К фрезеровщикам пришлось идти вслед за Белоусовым, через слесарей. Большинство народа на слесарных участках было занято работой. Кто детали размечал, кто подшивку с технологией изучал, кто работал за станками. У слесаря ведь чаще всего как – своего станка, прикреплённого лично к рабочему, ни у кого нет (если только речь не об уборке). Кто первый станок занял, тот и работает. Другое дело – фрезеровщики, вся фрезерная работа у которых проходит за станком, тут уж в очереди не постоишь, к своему станку привыкаешь, прекрасно знаешь его особенности и на что он способен. Менять станок никто не любит, вот и я все десятилетия, которые отпахал от звонка до звонка, проработал всего на двух станках. А свой первый и самый любимый всегда помнил. И тут… И тут я увидел, и сердце замерло, а потом чаще забилось. Ух… Вот он, кормилец! Как будто меня ждал. Еще не старый и не покрыт чернотой мазута, не поцарапан стружкой, в родном сверкающем окрасе. Я залюбовался даже. Бесконечно можно смотреть на три вещи: горящий огонь, бегущую воду и свой первый станок…
За станком не было никого, тиски пустовали, хотя вокруг рабочего места была уже рассыпана стружка. На столике на колесиках лежал чертеж, тут же коробка с деталями и штанген. Несмотря на косые взгляды других фрезеровщиков, тоже мне знакомых, я встал на деревянную решетку и, уперев руки в боки, осмотрел рабочее место. Кнопки ещё не затертые, ручки все целые… хоть становись и работай! Детали даже знакомые – я покосился на ящик с партией 72-й позиции.

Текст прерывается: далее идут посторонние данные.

//! Per-user conversation state.
//!
//! A session starts out waiting for a language choice and, once a language is
//! picked, stays ready for the rest of the process lifetime. Sessions live in
//! a [`SessionRegistry`] keyed by user identity (e.g. a phone number); each
//! one sits behind its own async mutex so messages from the same identity are
//! handled strictly one at a time while different identities proceed in
//! parallel.

use std::{
  collections::HashMap,
  sync::{Arc, Mutex, PoisonError},
};

use tokio::sync::OwnedMutexGuard;

use crate::language::{LANGUAGE_PROMPT, Language};

#[derive(Debug, Clone, Copy, PartialEq, Eq, Default)]
pub enum SessionState {
  #[default]
  AwaitingLanguage,
  Ready(Language),
}

/// Outcome of offering text to a session that has no language yet.
#[derive(Debug, Clone, Copy, PartialEq, Eq)]
pub enum LanguageStep {
  Selected(Language),
  Reprompt,
}

impl LanguageStep {
  pub fn reply(self) -> &'static str {
    match self {
      Self::Selected(lang) => lang.acknowledgement(),
      Self::Reprompt => LANGUAGE_PROMPT,
    }
  }
}

#[derive(Debug, Default)]
pub struct Session {
  state: SessionState,
}

impl Session {
  pub fn state(&self) -> SessionState { self.state }

  pub fn language(&self) -> Option<Language> {
    match self.state {
      SessionState::Ready(lang) => Some(lang),
      SessionState::AwaitingLanguage => None,
    }
  }

  /// Apply the language-selection step to raw inbound text.
  ///
  /// Only meaningful while awaiting a language; a ready session is left
  /// untouched and reports its current language.
  pub fn select_language(&mut self, text: &str) -> LanguageStep {
    if let SessionState::Ready(lang) = self.state {
      return LanguageStep::Selected(lang);
    }
    match Language::detect(text) {
      Some(lang) => {
        self.state = SessionState::Ready(lang);
        LanguageStep::Selected(lang)
      }
      None => LanguageStep::Reprompt,
    }
  }
}

/// Exclusive access to one identity's session.
pub type SessionGuard = OwnedMutexGuard<Session>;

/// All live sessions, keyed by user identity.
#[derive(Default)]
pub struct SessionRegistry {
  sessions: Mutex<HashMap<String, Arc<tokio::sync::Mutex<Session>>>>,
}

impl SessionRegistry {
  pub fn new() -> Self { Self::default() }

  /// Lock the session for `identity`, creating it on first contact.
  ///
  /// Hold the guard for the whole read-modify-write and reply pipeline; a
  /// second message from the same identity waits here until it is dropped.
  pub async fn acquire(&self, identity: &str) -> SessionGuard {
    let slot = {
      let mut sessions = self.sessions.lock().unwrap_or_else(PoisonError::into_inner);
      Arc::clone(sessions.entry(identity.to_owned()).or_default())
    };
    slot.lock_owned().await
  }

  /// Current state for `identity`, if it has ever been seen.
  pub async fn state(&self, identity: &str) -> Option<SessionState> {
    let slot = {
      let sessions = self.sessions.lock().unwrap_or_else(PoisonError::into_inner);
      sessions.get(identity).cloned()
    }?;
    Some(slot.lock().await.state())
  }

  pub fn len(&self) -> usize {
    self.sessions.lock().unwrap_or_else(PoisonError::into_inner).len()
  }

  pub fn is_empty(&self) -> bool { self.len() == 0 }
}

#[cfg(test)]
mod tests {
  use std::time::Duration;

  use super::*;

  #[test]
  fn fresh_session_awaits_language() {
    let s = Session::default();
    assert_eq!(s.state(), SessionState::AwaitingLanguage);
    assert_eq!(s.language(), None);
  }

  #[test]
  fn picking_odia_makes_session_ready() {
    let mut s = Session::default();
    assert_eq!(s.select_language("I pick Odia"), LanguageStep::Selected(Language::Odia));
    assert_eq!(s.state(), SessionState::Ready(Language::Odia));
  }

  #[test]
  fn anything_else_reprompts() {
    let mut s = Session::default();
    let step = s.select_language("fever");
    assert_eq!(step, LanguageStep::Reprompt);
    assert_eq!(step.reply(), LANGUAGE_PROMPT);
    assert_eq!(s.state(), SessionState::AwaitingLanguage);
  }

  #[test]
  fn ready_session_never_changes_language() {
    let mut s = Session::default();
    s.select_language("english");
    assert_eq!(s.select_language("hindi"), LanguageStep::Selected(Language::English));
    assert_eq!(s.language(), Some(Language::English));
  }

  #[tokio::test]
  async fn registry_creates_sessions_lazily() {
    let reg = SessionRegistry::new();
    assert!(reg.is_empty());
    assert_eq!(reg.state("+911").await, None);

    reg.acquire("+911").await.select_language("hindi");
    assert_eq!(reg.state("+911").await, Some(SessionState::Ready(Language::Hindi)));
    assert_eq!(reg.state("+912").await, None);
    assert_eq!(reg.len(), 1);
  }

  #[tokio::test]
  async fn same_identity_is_serialized() {
    let reg = Arc::new(SessionRegistry::new());
    let guard = reg.acquire("+911").await;

    let waiter = {
      let reg = Arc::clone(&reg);
      tokio::spawn(async move { reg.acquire("+911").await.language() })
    };

    // The second acquire cannot finish while the first guard is held.
    tokio::time::sleep(Duration::from_millis(50)).await;
    assert!(!waiter.is_finished());

    // Other identities are not blocked.
    let other = tokio::time::timeout(Duration::from_secs(1), reg.acquire("+912")).await;
    assert!(other.is_ok());

    let mut guard = guard;
    guard.select_language("odia");
    drop(guard);

    assert_eq!(waiter.await.unwrap(), Some(Language::Odia));
  }
}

Шла первая операция – фрезеровка площадки заподлицо. Пару деталей были размечены слесарем для настройки. Я поморщился. Ну кто так работает? Эх, не то пальто, тут допуск километровый, и никакая размётка в принципе не нужна, а вот самодельная приспособа для 72-х пригодилась бы. Зажимаешь по четыре штуки, раз – настроился и попер.
Эх, руки так и чешутся.
– Але! – послышалось из-за спины. – Тебе чего надо?
Я обернулся и даже вздрогнул, увидев перед собой своего первого наставника. Когда я пришел на завод, именно он с нуля учил меня премудростям фрезерного дела. Кстати, именно вместе с ним мы и придумали приспособу для 72-х, когда я начал их фрезеровать. Одну деталь из партии он и держал в руках, видимо, показывал контролёру, потому что под мышкой у дяди Толи была зажата маршрутная карта с проставленной отметкой БТК.
Сейчас наставник смотрел на меня с подозрением и одним глазом косился на открытую тумбочку – не утянул ли я чего. Барахла у дяди Толи всегда было хоть отбавляй, все нужное, все для работы.
– Да так, осматриваюсь, – пожал я плечами.
Пока я ученик, это ещё прокатит как отмазка. Понятно, что рабочее место – это святая святых, и посторонних тут никто терпеть не будет.
– Ну, удовлетворил любопытство, студент? – крякнул мой прежний наставник. – Надеюсь, ты никакие кнопочки не нажимал и за рычажки не тянул?
Я заверил, что не сбивал ему настройки, но старый фрезеровщик всё-таки проверил всё сам.
– Дядь Толь! – обратился я и тут же мысленно себя ругнул.
Наставник-то ещё не представлялся нынешнему мне.
– Хотел чего?
– Просто поглазеть, – честно ответил я. – Первый день на заводе, на проходную шел и…
– Ты с какого цеха? – перебил, прищурившись, дядя Толя.
– С седьмого.
На это он нахмурился.
– Вот и шуруй туда! У меня работы навалом.
Спорить я не стал, пока на слово погрубее не нарвался. Дядь Толя никогда не лез за словом в карман, и мог обложить трёхэтажным так, что любые уши завянут. А тут ещё седьмой цех. Это им как красная тряпка.